The success of The Colorado is owed in major part to the Brothers Jerejian, Nelson & Johnny. For over 30 years they have reigned here. Old School boys. No nonsense. Customer oriented. Always remember your name and what you drink. Over from Lebanon to achieve the American dream and they have done it. When I asked Johnny (recently celebrated an 80th trip around the sun) if any changes would be made, expansion, renovation, now that they’re re-open he grumbled, “Kid, it’s worked for us for us all this time. It’s worked for the people too. Why change it when it works? You take care of the people, and the people take care of you.”
As always, a good bar comes down to the denizens who are served.

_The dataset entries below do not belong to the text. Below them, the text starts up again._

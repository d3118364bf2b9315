// This Source Code Form is subject to the terms of the Mozilla Public
// License, v. 2.0. If a copy of the MPL was not distributed with this
// file, You can obtain one at https://mozilla.org/MPL/2.0/.

//! Random operation sequences checked against a plain ordered map.

use std::{collections::BTreeMap, rc::Rc};

use array_elements::{
    ArrayContext, ArrayLayout, ArrayObject, ElementBuffer, ElementKind, ElementsError,
    ElementsResult, ExceptionType, HostArrayRecord, IntegrityLevel, LazyArraySource, ObjectHandle,
    Options, Value,
};
use rand::{Rng, SeedableRng, rngs::StdRng};

#[derive(Debug)]
struct Model {
    elements: BTreeMap<u64, Value>,
    length: u64,
    level: IntegrityLevel,
    length_writable: bool,
}

impl Model {
    fn of(array: &ArrayObject) -> Self {
        Self {
            elements: array
                .own_index_keys()
                .into_iter()
                .filter_map(|index| Some((index, array.get_element(index)?)))
                .collect(),
            length: array.length(),
            level: array.integrity_level(),
            length_writable: array.state().length_writable(),
        }
    }

    fn accepts_write(&self, index: u64) -> bool {
        if self.level.is_frozen() || (index >= self.length && !self.length_writable) {
            return false;
        }
        self.level.is_extensible() || self.elements.contains_key(&index)
    }

    /// Length a sealed array actually ends up with when asked to shrink.
    fn clamped_length(&self, length: u64) -> u64 {
        if !self.level.is_sealed() || length >= self.length {
            return length;
        }
        match self.elements.keys().next_back() {
            Some(&last) if last >= length => last + 1,
            _ => length,
        }
    }

    fn set(&mut self, index: u64, value: Value) {
        self.elements.insert(index, value);
        self.length = self.length.max(index + 1);
    }

    fn set_length(&mut self, length: u64) {
        drop(self.elements.split_off(&length));
        self.length = length;
    }

    fn insert_range(&mut self, offset: u64, size: u64) {
        let tail = self.elements.split_off(&offset);
        self.elements
            .extend(tail.into_iter().map(|(index, value)| (index + size, value)));
        self.length += size;
    }

    fn remove_range(&mut self, start: u64, end: u64) {
        let mut tail = self.elements.split_off(&start);
        let rest = tail.split_off(&end);
        self.elements
            .extend(rest.into_iter().map(|(index, value)| (index - (end - start), value)));
        self.length -= end - start;
    }
}

fn random_value(rng: &mut StdRng, kinds: u32) -> Value {
    match rng.random_range(0..kinds) {
        0 | 1 => Value::Integer(rng.random_range(-1000..1000)),
        2 => Value::Number(rng.random_range(-1000..1000) as f64 + 0.25),
        3 => Value::Object(ObjectHandle::from_u32(rng.random_range(0..100))),
        4 => Value::from("element"),
        _ => Value::Null,
    }
}

fn random_index(rng: &mut StdRng, length: u64) -> u64 {
    match rng.random_range(0..100) {
        0 => length + rng.random_range(5001..7000),
        1..=5 => length + rng.random_range(0..50),
        _ => rng.random_range(0..=length),
    }
}

fn assert_matches(array: &ArrayObject, model: &Model, step: usize) {
    array
        .check_invariants()
        .unwrap_or_else(|error| panic!("step {step}: {error}"));
    assert_eq!(array.length(), model.length, "step {step}: length");
    let keys: Vec<u64> = model.elements.keys().copied().collect();
    assert_eq!(array.own_index_keys(), keys, "step {step}: keys");
    for (&index, expected) in &model.elements {
        let actual = array
            .get_element(index)
            .unwrap_or_else(|| panic!("step {step}: missing element {index}"));
        assert!(
            actual.same_value_zero(expected),
            "step {step}: element {index} is {actual:?}, expected {expected:?}"
        );
    }
    assert_eq!(array.first_element_index(), keys.first().copied());
    assert_eq!(array.last_element_index(), keys.last().copied());
}

/// A rejected write either throws a `TypeError` or is silently ignored.
fn assert_rejected<T: core::fmt::Debug>(outcome: ElementsResult<T>, strict: bool, step: usize) {
    match outcome {
        Err(error) => {
            assert!(strict, "step {step}: sloppy mode rejection threw {error}");
            assert_eq!(error.exception_type(), ExceptionType::TypeError, "step {step}");
        }
        Ok(value) => assert!(!strict, "step {step}: strict rejection returned {value:?}"),
    }
}

fn assert_range_edit_refused(outcome: ElementsResult<()>, step: usize) {
    assert!(
        matches!(outcome, Err(ElementsError::RangeEditNotAllowed(_))),
        "step {step}: range edit on a locked array returned {outcome:?}"
    );
}

fn run(seed: u64, mut array: ArrayObject, steps: usize, kinds: u32, lock: bool) -> ArrayObject {
    let cx = ArrayContext::new(Options {
        check_invariants: true,
        ..Default::default()
    });
    let mut rng = StdRng::seed_from_u64(seed);
    let mut model = Model::of(&array);

    for step in 0..steps {
        let length = model.length;
        let strict = rng.random_bool(0.5);
        match rng.random_range(0..100) {
            0..=48 => {
                let index = random_index(&mut rng, length);
                let value = random_value(&mut rng, kinds);
                let outcome = array.set_element(&cx, index, value.clone(), strict);
                if model.accepts_write(index) {
                    outcome.unwrap();
                    model.set(index, value);
                } else {
                    assert_rejected(outcome, strict, step);
                }
            }
            49..=63 => {
                let index = random_index(&mut rng, length);
                let outcome = array.delete_element(&cx, index, strict);
                if model.level.is_sealed() && model.elements.contains_key(&index) {
                    match outcome {
                        Ok(deleted) => assert!(!strict && !deleted, "step {step}"),
                        rejected => assert_rejected(rejected, strict, step),
                    }
                } else {
                    assert_eq!(outcome, Ok(true), "step {step}");
                    model.elements.remove(&index);
                }
            }
            64..=70 => {
                let new_length = match rng.random_range(0..10) {
                    0 => 0,
                    1..=5 => rng.random_range(0..=length),
                    _ => length + rng.random_range(0..20),
                };
                let outcome = array.set_length(&cx, new_length, strict);
                if new_length == length {
                    outcome.unwrap();
                } else if !model.length_writable {
                    assert_rejected(outcome, strict, step);
                } else {
                    let target = model.clamped_length(new_length);
                    model.set_length(target);
                    if target == new_length {
                        outcome.unwrap();
                    } else {
                        assert_rejected(outcome, strict, step);
                    }
                }
            }
            71..=82 => {
                let offset = rng.random_range(0..=length);
                let size = if rng.random_range(0..40) == 0 {
                    rng.random_range(5001..6000)
                } else {
                    rng.random_range(0..20)
                };
                let outcome = array.insert_range(&cx, offset, size);
                if model.level.is_extensible() {
                    outcome.unwrap();
                    model.insert_range(offset, size);
                } else {
                    assert_range_edit_refused(outcome, step);
                }
            }
            83..=92 => {
                let start = rng.random_range(0..=length);
                let end = rng.random_range(start..=length.min(start + 30));
                let outcome = array.remove_range(&cx, start, end);
                if model.level.is_sealed() {
                    assert_range_edit_refused(outcome, step);
                } else {
                    outcome.unwrap();
                    model.remove_range(start, end);
                }
            }
            93..=97 => {
                let from = rng.random_range(0..=length.min(10));
                let outcome = array.shift_range(&cx, from);
                if model.level.is_sealed() {
                    assert_range_edit_refused(outcome, step);
                } else {
                    outcome.unwrap();
                    model.remove_range(0, from);
                }
            }
            _ if lock => {
                let level = match rng.random_range(0..3) {
                    0 => IntegrityLevel::NonExtensible,
                    1 => IntegrityLevel::Sealed,
                    _ => IntegrityLevel::Frozen,
                };
                match level {
                    IntegrityLevel::NonExtensible => array.prevent_extensions(),
                    IntegrityLevel::Sealed => array.seal(),
                    _ => array.freeze(),
                }
                model.level = model.level.max(level);
                if model.level.is_frozen() {
                    model.length_writable = false;
                }
                assert_eq!(array.integrity_level(), model.level, "step {step}");
                assert_eq!(
                    array.state().length_writable(),
                    model.length_writable,
                    "step {step}"
                );
            }
            _ => {}
        }
        assert_matches(&array, &model, step);
    }
    array
}

#[derive(Debug)]
struct Captures {
    groups: Vec<Value>,
}

impl LazyArraySource for Captures {
    fn len(&self) -> u32 {
        self.groups.len() as u32
    }

    fn materialize_group(&self, index: u32) -> Value {
        self.groups[index as usize].clone()
    }

    fn materialize_all(&self) -> Vec<Value> {
        self.groups.clone()
    }
}

#[test]
fn random_sequences_from_empty() {
    for seed in 0..24 {
        run(seed, ArrayObject::new(), 400, 6, false);
    }
}

#[test]
fn random_integer_sequences_stay_packed_integers() {
    for seed in 100..108 {
        let array = run(seed, ArrayObject::new(), 300, 2, false);
        if let Some(kind) = array.strategy().element_kind() {
            assert_eq!(kind, ElementKind::Int);
        }
    }
}

#[test]
fn random_sequences_from_literals() {
    for seed in 200..212 {
        let elements: Vec<Option<Value>> = (0..16).map(|i| Some(Value::Integer(i))).collect();
        let literal = Rc::new(ElementBuffer::from_elements(ElementKind::Int, &elements).unwrap());
        let array = ArrayObject::from_constant(literal).unwrap();
        run(seed, array, 300, 6, false);
    }
}

#[test]
fn random_sequences_from_preallocated() {
    for seed in 300..312 {
        let array = ArrayObject::with_length(64).unwrap();
        run(seed, array, 300, 6, false);
    }
}

#[test]
fn random_sequences_from_lazy() {
    for seed in 400..412 {
        let mut rng = StdRng::seed_from_u64(seed);
        let groups = (0..rng.random_range(0..12))
            .map(|_| random_value(&mut rng, 6))
            .collect();
        let array = ArrayObject::from_lazy(Rc::new(Captures { groups }));
        assert_eq!(array.strategy().layout(), ArrayLayout::Lazy);
        run(seed, array, 300, 6, seed % 2 == 0);
    }
}

#[test]
fn random_sequences_with_integrity_levels() {
    for seed in 500..524 {
        let array = match seed % 3 {
            0 => ArrayObject::new(),
            1 => ArrayObject::with_length(32).unwrap(),
            _ => {
                let elements: Vec<Option<Value>> =
                    (0..12).map(|i| Some(Value::Integer(i))).collect();
                ArrayObject::from_values(&elements).unwrap()
            }
        };
        let array = run(seed, array, 300, 6, true);
        array.check_invariants().unwrap();
    }
}

#[test]
fn element_kinds_only_widen() {
    let cx = ArrayContext::default();
    let mut rng = StdRng::seed_from_u64(7);
    let mut array = ArrayObject::new();
    let mut widest: Option<ElementKind> = None;
    for _ in 0..500 {
        let index = rng.random_range(0..64);
        array
            .set_element(&cx, index, random_value(&mut rng, 6), true)
            .unwrap();
        if let ArrayLayout::Sparse = array.strategy().layout() {
            break;
        }
        let kind = array.strategy().element_kind();
        if let (Some(previous), Some(kind)) = (widest, kind) {
            assert!(kind.is_wider_or_equal(previous), "{kind:?} after {previous:?}");
        }
        widest = kind.or(widest);
    }
}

And this part reflects what you find pleasing in the San Gabriel Valley and especially in Pasadena, more so than in other parts of Los Angeles: an eclectic menage of colors and accents and religions. White. Black. Latino. Asian. Grays from Space. Young. Old. Twenty-somethings in t-shirts to businessmen in their 50s wearing suits. From old timers to artists. “Industry” folk. Teachers. Office workers. ‘Essential’ workers. And nobody fucks with anybody else. The essence of The Colorado can be summed up in one scene from “The Big Lebowski”, at the bowling alley bar, when Sam Elliot playing ‘The Stranger’ smiles and looks over at Jeff Bridges, playing, of course, ‘The Dude’, and he says, “I like your style, Dude.” Bridges smiles, nods, says, “Thanks, man. I dig your style too. Got that whole cowboy thing going.” Elliot nods, says, “Thank ye.” That’s the vibe here.
And that’s what I’ve seen and felt, swinging in and out of The Colorado’s door for a thousand years. Right around the time Johnny and Nelson first started. When I worked for local school districts I found myself afternoons, indeed, at one of those back tables grading papers. After the races at nearby Santa Anita to celebrate winning days. Hiding from the smoke of the Fires of ’94 when the city was choked off and hell had come to town. Watching the World Cup matches on TV. Bringing dates. Buddies. Carousing. Women. The young lasses who lived nearby, within stumbling distance, were such divine finds. Meeting new people from the locals to surrounding communities to new arrivals from Europe. I spent a good damn deal of time here, a bourgeoning Beast has to start somewhere, right? And then, once in a while, you’d see me on that lone stool at the end of the bar. Scribbling notes for a story. Drinking too much. Staring into nothingness. Thinking. Hoping. Wishing.
And as all good dive bars, nobody fucking with me.